We cannot forget that the elite is rapist, and that it continues to use rape as a threat to colonize bodies and territories. Sexual violence has been key in consolidating exploitative labor relations and racism in our region. 

The biodiverse territories of this vast region of Bolivia are also in dispute. The department of Santa Cruz has a rate of deforestation that’s 34 times above the global average, according to data from the Bolivian Chamber of Forestry.

The deepening of extractive agribusiness and oil, gas and energy projects created by the traditional Camba [Santa Cruz] oligarchy and their transnational allies is in direct conflict—in an anti-communitarian and anti-popular dispute—with the expansion of colonization by small farmers. The party in power mediates on both sides of this conflict.

Land disputes and struggles for water are the forces that flow under the “civic” conflicts in Santa Cruz. The regional elite seeks and attempts to control spaces, and they perceive territories and the weavings that organize life as resources they can turn into profit. 

The central problem with this dynamic, which is often lost behind the strident cries of the Civic Committee, is the reproduction of life. Regional links of eco-interdependence are at risk when the cycles of water, soil and climate are altered.

Feminist political horizons in Santa Cruz

As autonomous feminists in Santa Cruz, our political horizons are set on the possibility of hitting on explanations that are useful in making sense of the confusion and violence we’ve lived through over the last months.

We’ve made space to meet together to study and analyze the violent and fascistizing events one layer at a time. To understand what is at play and how threats against our bodies and our territories are re-created. Meeting together, face to face and with serenity, we name things, attempt explanations and begin once again to feel our power and our ability to break out of immobilization.

Being together has taught us so much, and has allowed us to understand much more.

We know precarity and impoverishment in Santa Cruz and the region are growing, and that expanding indebtedness is part of daily life. We know sustaining life is becoming more and more difficult. We know hateful civic and state discourses are distractions, drawing our attention toward problems that are not our own. 

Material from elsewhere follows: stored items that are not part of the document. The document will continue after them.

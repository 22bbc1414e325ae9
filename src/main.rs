mod config;
mod error;
mod models;
mod services;

use anyhow::Context;
use clap::Parser;
use std::path::{Path, PathBuf};
use tracing_subscriber::{layer::SubscriberExt, util::SubscriberInitExt};

use crate::config::Config;
use crate::services::aggregator::CommandTemplate;
use crate::services::pipeline::{run, RunOptions};

/// Analyze M3U content and EPG matches
#[derive(Debug, Parser)]
#[command(name = "m3u-analyzer", version, about)]
struct Cli {
    /// Path to the M3U file
    m3u: PathBuf,

    /// Path to the EPG XML file
    epg: PathBuf,

    /// Directory for the report documents (one per run)
    #[arg(short, long)]
    output_dir: Option<PathBuf>,

    /// Playlist URL embedded in the optimization command
    #[arg(long, env = "PLAYLIST_URL")]
    playlist_url: Option<String>,

    /// EPG URL embedded in the optimization command
    #[arg(long, env = "EPG_URL")]
    epg_url: Option<String>,

    /// Output directory passed to the editor tool
    #[arg(long, env = "OPTIMIZED_DIR")]
    optimized_dir: Option<PathBuf>,
}

/// `<output>/../../optimized`, next to the playlist directory
fn default_optimized_dir(output_dir: &Path) -> PathBuf {
    match output_dir.parent().and_then(Path::parent) {
        Some(root) => root.join("optimized"),
        None => output_dir.join("optimized"),
    }
}

#[tokio::main]
async fn main() -> anyhow::Result<()> {
    // Load environment variables
    dotenvy::dotenv().ok();

    // Initialize tracing/logging
    tracing_subscriber::registry()
        .with(
            tracing_subscriber::EnvFilter::try_from_default_env()
                .unwrap_or_else(|_| "m3u_analyzer=info".into()),
        )
        .with(tracing_subscriber::fmt::layer().json())
        .init();

    let cli = Cli::parse();
    let config = Config::from_env();

    tracing::info!("Starting M3U analyzer v{}", env!("CARGO_PKG_VERSION"));

    let output_dir = cli
        .output_dir
        .unwrap_or_else(|| PathBuf::from(&config.output_dir));
    let output_dir = if output_dir.is_absolute() {
        output_dir
    } else {
        std::env::current_dir()
            .context("Failed to resolve working directory")?
            .join(output_dir)
    };

    let optimized_dir = cli
        .optimized_dir
        .unwrap_or_else(|| default_optimized_dir(&output_dir));

    let template = CommandTemplate {
        editor_script: config.editor_script.clone(),
        playlist_url: cli
            .playlist_url
            .unwrap_or_else(|| cli.m3u.display().to_string()),
        epg_url: cli.epg_url.unwrap_or_else(|| cli.epg.display().to_string()),
        optimized_dir: optimized_dir.display().to_string(),
    };

    let options = RunOptions {
        playlist_path: cli.m3u,
        epg_path: cli.epg,
        output_dir,
        template,
        max_playlist_bytes: config.max_m3u_bytes(),
        max_epg_bytes: config.max_epg_bytes(),
    };

    let outcome = run(&options).await.context("Analysis failed")?;

    for file in &outcome.files {
        tracing::info!(file = %file.display(), "Report written");
    }
    tracing::info!(
        command = %outcome.report.summary.optimization_command,
        "Optimization command generated"
    );

    Ok(())
}

#[cfg(test)]
mod tests {
    use super::*;

    #[test]
    fn test_default_optimized_dir() {
        assert_eq!(
            default_optimized_dir(Path::new("/data/playlists/news/analysis")),
            PathBuf::from("/data/playlists/optimized")
        );
        assert_eq!(
            default_optimized_dir(Path::new("/analysis")),
            PathBuf::from("/analysis/optimized")
        );
    }

    #[test]
    fn test_cli_parses_positionals() {
        let cli = Cli::try_parse_from(["m3u-analyzer", "tv.m3u", "epg.xml", "-o", "out"]).unwrap();
        assert_eq!(cli.m3u, PathBuf::from("tv.m3u"));
        assert_eq!(cli.epg, PathBuf::from("epg.xml"));
        assert_eq!(cli.output_dir, Some(PathBuf::from("out")));
    }
}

We know we must distrust caudillos and parties. We know that a climate of fear is useful to them, so that they can present themselves as saviors. 

We know the Plurinational State fostered by the MAS has become the guarantor of agroindustrial extractivism in Santa Cruz, which the local elite has taken full advantage of. We know that their disputes and agreements are their own and that the stifling of other debates and discussions works in their favor.

We want to see the Civic Committee and its leadership extinguished. We know they do not represent Cruceña society, which is increasingly complex and home to many. Today, their institutions are an occupying force. 

Meanwhile, we are reinforcing our collective bonds. We are taking the fear from our bodies and rooting down in our lands to fight for the life we want. From there, we propose a horizon against all fascisms.

We will retake the streets and bloom and flower out of our anger on March 8th and in other moments we create together. We will allow the happiness they wish to take from us to be reborn.

 
Claudia Cuellar Suarez

Claudia Cuellar Suarez is a feminist born in Santa Cruz, Bolivia. She works on and researches the violence, displacement and expropriation in the Bolivian lowlands.